What the exercise asks
From the listing below, copy each line where "Detach" occurs.
[Data extract Boundary: Start]
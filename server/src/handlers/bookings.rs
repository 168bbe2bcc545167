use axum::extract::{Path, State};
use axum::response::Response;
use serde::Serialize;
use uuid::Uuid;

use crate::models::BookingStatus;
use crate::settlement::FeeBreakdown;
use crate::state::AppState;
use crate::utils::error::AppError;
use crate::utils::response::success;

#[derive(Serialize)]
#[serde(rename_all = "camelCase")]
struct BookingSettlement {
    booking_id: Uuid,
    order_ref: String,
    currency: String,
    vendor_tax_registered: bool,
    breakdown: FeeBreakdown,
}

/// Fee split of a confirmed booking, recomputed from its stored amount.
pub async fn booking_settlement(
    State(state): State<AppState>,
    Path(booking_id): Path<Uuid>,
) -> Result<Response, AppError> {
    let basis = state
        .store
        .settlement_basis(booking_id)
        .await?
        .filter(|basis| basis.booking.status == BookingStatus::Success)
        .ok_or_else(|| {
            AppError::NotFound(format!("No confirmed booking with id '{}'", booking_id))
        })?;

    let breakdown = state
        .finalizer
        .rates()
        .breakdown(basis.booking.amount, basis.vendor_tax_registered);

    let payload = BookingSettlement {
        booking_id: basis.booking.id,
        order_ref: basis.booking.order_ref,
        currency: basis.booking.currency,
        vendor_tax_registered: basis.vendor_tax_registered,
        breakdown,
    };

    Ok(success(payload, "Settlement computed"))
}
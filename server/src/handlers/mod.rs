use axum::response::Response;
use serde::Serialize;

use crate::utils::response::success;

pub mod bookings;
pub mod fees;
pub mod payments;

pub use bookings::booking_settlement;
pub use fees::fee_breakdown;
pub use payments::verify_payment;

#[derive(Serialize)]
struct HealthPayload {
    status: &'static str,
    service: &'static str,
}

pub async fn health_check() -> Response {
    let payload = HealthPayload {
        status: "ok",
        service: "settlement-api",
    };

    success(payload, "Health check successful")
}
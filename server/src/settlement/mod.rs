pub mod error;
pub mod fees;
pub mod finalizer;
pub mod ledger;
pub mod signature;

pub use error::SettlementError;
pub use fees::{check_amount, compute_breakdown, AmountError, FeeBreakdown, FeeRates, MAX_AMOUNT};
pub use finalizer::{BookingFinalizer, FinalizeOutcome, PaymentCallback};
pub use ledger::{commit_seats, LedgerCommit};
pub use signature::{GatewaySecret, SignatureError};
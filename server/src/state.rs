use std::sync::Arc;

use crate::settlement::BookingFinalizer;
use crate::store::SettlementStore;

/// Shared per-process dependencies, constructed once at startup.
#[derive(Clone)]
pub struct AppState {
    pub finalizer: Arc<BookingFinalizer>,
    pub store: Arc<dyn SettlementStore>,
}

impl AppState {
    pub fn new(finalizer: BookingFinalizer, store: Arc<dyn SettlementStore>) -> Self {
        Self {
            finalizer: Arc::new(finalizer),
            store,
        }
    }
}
[Data extract Boundary: End]
[Data extract Boundary: Start]
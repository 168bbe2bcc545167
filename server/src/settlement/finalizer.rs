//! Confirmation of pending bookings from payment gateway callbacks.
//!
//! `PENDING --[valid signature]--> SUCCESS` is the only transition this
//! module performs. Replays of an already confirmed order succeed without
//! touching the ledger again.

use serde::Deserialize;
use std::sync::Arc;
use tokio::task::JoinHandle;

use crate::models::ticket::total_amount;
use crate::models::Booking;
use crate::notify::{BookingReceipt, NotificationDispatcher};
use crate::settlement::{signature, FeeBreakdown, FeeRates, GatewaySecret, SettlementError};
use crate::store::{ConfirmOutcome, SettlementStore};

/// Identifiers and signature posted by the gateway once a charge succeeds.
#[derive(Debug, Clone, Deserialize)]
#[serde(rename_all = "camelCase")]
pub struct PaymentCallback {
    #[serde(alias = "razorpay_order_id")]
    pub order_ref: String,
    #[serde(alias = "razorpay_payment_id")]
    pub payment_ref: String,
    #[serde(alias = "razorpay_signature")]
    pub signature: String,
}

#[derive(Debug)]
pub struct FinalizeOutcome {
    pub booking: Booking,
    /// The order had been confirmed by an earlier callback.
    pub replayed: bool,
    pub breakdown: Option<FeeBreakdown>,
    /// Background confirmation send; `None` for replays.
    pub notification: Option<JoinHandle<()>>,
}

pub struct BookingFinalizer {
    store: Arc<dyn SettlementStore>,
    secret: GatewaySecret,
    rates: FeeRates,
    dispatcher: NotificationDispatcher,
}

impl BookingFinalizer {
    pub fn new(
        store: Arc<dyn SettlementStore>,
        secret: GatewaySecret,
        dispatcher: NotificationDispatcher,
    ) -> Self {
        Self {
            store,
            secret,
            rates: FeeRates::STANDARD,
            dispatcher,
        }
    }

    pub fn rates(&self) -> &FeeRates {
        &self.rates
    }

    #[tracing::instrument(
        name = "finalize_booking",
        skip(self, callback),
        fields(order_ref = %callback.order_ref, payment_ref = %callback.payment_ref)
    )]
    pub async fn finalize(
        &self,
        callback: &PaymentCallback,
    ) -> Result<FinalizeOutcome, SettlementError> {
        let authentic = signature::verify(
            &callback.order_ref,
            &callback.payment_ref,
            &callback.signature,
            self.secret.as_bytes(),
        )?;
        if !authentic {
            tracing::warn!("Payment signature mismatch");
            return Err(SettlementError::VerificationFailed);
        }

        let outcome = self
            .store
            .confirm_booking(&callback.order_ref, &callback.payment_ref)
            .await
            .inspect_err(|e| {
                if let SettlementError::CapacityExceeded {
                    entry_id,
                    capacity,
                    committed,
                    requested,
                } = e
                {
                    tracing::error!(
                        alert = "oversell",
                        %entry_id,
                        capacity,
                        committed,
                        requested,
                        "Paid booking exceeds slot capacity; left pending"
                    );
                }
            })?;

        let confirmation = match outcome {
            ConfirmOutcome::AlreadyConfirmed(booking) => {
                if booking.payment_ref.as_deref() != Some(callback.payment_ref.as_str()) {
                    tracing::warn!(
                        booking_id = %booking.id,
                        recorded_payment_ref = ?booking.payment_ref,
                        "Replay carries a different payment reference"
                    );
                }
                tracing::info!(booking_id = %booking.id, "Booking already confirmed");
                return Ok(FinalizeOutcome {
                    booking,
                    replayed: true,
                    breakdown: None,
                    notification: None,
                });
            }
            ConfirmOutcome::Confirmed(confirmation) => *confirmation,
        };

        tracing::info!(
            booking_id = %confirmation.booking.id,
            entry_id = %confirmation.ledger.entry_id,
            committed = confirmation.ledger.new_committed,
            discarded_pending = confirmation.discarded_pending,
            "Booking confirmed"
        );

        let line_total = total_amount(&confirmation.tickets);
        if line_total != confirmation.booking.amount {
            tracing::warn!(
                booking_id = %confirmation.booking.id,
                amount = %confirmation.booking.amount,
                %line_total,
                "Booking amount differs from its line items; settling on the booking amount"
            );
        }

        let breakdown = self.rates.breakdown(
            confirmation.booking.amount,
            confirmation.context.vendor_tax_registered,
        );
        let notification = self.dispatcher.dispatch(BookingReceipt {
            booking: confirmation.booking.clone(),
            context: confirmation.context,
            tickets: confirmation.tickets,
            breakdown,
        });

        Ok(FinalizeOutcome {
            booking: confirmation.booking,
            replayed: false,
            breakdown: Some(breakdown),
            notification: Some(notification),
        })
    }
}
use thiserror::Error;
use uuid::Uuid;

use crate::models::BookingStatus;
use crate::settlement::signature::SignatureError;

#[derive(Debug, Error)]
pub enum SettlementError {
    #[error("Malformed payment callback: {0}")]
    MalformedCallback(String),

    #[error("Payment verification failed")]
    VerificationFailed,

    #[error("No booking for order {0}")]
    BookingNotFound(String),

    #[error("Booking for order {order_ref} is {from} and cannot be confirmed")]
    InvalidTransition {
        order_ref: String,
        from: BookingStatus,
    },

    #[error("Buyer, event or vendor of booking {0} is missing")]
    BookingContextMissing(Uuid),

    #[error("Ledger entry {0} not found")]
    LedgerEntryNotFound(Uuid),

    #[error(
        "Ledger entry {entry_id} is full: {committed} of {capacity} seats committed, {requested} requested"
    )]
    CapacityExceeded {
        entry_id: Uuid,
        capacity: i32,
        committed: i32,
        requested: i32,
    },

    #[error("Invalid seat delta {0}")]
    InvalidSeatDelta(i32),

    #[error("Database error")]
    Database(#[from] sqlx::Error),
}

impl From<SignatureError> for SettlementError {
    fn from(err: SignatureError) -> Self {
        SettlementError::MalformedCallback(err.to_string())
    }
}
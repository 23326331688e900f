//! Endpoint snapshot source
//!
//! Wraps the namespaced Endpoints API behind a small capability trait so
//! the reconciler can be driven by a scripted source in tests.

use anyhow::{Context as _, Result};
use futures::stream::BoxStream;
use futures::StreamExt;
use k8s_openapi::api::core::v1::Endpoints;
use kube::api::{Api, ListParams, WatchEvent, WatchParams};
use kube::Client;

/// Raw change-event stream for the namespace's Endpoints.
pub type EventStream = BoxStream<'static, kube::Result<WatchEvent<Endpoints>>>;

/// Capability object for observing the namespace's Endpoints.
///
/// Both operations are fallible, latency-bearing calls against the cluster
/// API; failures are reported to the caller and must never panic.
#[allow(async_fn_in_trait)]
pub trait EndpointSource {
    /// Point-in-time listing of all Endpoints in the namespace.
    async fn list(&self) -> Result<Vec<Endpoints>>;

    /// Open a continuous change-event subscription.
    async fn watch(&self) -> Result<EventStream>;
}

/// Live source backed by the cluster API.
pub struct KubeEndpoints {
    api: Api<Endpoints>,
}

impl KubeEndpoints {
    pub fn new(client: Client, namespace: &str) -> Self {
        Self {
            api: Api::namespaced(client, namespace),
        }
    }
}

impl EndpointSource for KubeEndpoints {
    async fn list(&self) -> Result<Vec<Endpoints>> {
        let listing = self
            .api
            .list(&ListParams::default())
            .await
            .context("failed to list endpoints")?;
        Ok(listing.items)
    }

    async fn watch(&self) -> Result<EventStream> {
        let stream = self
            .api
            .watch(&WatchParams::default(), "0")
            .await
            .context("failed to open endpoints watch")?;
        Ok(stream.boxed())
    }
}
[Data extract Boundary: End]
[Data extract Boundary: Start]
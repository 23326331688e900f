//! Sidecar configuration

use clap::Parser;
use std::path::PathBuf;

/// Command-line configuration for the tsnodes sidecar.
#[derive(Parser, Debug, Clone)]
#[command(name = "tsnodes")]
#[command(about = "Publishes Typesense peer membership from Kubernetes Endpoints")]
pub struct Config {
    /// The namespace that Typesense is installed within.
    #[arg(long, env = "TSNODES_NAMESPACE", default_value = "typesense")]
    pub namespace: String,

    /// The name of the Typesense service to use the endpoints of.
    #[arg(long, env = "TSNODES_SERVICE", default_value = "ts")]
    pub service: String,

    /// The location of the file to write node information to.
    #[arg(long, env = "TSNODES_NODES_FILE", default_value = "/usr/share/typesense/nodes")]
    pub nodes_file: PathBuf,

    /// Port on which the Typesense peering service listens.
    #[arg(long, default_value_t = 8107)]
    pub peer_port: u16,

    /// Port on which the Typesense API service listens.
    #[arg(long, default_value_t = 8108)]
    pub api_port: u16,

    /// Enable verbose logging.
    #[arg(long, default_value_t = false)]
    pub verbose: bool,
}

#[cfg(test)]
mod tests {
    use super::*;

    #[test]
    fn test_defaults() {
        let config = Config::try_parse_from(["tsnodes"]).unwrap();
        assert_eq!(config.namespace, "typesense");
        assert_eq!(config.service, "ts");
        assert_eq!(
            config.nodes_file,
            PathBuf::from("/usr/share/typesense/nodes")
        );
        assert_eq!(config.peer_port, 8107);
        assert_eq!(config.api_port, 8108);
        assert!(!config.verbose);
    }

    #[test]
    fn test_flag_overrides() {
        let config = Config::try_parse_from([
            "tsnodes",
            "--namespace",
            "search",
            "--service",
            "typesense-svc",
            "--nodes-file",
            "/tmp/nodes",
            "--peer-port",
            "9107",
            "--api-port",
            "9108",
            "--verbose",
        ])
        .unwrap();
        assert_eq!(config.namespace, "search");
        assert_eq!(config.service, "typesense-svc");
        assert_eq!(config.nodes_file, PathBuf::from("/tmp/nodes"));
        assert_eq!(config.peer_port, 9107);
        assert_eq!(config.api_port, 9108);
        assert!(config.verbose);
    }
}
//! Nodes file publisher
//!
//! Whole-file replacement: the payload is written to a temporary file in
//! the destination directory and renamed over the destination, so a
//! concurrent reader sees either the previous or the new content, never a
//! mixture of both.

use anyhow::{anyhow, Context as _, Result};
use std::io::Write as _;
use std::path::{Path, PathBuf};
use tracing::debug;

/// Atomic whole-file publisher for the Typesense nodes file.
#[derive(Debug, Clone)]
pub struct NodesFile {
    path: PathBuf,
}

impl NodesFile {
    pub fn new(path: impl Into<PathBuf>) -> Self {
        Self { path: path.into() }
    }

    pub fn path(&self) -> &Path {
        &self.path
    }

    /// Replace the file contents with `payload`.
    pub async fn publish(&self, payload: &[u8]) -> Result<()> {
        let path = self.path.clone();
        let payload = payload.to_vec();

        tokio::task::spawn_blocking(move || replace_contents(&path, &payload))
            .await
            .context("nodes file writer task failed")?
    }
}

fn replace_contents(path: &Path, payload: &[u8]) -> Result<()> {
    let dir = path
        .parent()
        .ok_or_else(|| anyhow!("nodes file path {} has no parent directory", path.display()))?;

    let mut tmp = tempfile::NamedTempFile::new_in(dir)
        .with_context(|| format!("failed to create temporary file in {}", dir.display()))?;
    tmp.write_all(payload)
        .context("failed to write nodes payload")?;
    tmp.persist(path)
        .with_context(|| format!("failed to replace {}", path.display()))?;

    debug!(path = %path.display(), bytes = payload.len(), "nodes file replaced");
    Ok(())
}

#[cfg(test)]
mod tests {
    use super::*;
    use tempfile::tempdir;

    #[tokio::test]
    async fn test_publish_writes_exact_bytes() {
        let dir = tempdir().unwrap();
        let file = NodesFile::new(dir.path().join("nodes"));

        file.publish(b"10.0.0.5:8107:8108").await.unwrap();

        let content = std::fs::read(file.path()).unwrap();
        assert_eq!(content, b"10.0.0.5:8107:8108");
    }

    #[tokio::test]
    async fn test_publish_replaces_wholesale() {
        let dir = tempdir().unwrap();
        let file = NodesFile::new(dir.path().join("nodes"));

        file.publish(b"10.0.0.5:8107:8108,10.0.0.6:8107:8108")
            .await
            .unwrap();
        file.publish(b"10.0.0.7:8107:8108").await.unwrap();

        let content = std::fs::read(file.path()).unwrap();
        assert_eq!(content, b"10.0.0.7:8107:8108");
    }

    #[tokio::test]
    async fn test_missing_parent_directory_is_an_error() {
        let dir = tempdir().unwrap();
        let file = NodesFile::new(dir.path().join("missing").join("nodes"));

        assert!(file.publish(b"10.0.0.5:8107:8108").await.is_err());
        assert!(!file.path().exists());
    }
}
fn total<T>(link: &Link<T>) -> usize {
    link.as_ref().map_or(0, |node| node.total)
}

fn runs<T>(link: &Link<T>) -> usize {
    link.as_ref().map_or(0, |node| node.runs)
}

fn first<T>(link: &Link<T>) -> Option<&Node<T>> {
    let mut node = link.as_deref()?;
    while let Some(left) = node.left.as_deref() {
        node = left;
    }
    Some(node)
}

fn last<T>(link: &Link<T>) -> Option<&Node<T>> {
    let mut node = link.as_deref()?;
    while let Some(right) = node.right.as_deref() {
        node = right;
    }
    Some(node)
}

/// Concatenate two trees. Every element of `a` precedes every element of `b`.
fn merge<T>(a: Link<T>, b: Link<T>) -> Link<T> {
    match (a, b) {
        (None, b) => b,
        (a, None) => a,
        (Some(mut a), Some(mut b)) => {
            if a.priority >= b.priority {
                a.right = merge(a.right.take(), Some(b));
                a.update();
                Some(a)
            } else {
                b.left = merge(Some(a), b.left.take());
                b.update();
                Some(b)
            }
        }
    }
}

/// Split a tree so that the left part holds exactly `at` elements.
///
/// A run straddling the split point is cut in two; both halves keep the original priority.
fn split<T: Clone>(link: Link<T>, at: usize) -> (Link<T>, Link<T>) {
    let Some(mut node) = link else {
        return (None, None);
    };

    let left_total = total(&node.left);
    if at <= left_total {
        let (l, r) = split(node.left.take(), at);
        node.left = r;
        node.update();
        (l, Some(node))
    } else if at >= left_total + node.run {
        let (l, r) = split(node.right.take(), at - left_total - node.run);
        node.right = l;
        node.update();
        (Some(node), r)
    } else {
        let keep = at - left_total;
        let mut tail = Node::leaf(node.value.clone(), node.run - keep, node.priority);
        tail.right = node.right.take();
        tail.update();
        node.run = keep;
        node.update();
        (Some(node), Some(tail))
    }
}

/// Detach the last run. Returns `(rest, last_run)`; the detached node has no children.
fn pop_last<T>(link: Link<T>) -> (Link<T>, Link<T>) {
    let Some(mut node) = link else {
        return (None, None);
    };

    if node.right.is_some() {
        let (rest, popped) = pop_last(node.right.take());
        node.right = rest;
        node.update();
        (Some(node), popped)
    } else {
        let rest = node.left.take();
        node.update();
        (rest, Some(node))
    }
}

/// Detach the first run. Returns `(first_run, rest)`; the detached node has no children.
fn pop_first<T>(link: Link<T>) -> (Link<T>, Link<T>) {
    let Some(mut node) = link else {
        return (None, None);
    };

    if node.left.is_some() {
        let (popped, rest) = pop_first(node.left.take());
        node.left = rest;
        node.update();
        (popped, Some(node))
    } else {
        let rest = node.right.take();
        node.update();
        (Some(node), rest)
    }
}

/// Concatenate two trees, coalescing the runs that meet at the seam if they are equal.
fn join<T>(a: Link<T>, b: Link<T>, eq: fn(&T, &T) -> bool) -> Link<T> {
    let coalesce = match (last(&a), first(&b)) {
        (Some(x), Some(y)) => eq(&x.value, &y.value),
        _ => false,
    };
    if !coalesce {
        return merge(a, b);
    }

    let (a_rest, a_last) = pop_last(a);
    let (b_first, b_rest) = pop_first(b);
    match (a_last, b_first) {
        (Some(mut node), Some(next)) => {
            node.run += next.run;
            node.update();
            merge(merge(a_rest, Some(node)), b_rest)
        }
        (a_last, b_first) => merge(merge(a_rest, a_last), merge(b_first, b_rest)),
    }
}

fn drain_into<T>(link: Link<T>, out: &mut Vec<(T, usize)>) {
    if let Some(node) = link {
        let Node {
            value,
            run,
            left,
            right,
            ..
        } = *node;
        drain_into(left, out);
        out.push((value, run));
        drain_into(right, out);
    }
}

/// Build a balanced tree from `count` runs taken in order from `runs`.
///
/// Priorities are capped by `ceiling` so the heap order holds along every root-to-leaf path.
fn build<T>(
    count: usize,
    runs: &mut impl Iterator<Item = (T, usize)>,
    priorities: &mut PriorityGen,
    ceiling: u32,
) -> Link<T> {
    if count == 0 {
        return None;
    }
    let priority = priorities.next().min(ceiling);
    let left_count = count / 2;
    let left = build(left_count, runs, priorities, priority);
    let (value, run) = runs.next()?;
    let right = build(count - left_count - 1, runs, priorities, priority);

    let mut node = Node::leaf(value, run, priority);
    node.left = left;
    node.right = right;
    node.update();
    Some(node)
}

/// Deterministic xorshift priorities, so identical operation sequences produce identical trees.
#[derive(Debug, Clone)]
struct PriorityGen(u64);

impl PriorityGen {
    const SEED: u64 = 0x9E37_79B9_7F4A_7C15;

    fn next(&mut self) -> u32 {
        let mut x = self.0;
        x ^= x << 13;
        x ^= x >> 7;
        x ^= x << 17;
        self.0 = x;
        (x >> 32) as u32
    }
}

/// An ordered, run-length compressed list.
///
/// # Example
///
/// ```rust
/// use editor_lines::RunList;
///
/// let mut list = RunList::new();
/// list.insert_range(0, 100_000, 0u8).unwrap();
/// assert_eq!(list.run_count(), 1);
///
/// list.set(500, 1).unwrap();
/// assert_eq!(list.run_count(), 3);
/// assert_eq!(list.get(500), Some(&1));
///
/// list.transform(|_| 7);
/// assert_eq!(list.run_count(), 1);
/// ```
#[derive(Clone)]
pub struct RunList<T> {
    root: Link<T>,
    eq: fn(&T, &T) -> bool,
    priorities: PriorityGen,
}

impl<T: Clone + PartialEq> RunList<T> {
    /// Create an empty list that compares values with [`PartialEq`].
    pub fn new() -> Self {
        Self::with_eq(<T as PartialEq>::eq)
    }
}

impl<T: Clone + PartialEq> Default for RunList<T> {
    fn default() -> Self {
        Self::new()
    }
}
[Data extract Boundary: End]
Finished task
/// Detach the last run. Returns `(rest, last_run)`; the detached node has no children.
/// Detach the first run. Returns `(first_run, rest)`; the detached node has no children.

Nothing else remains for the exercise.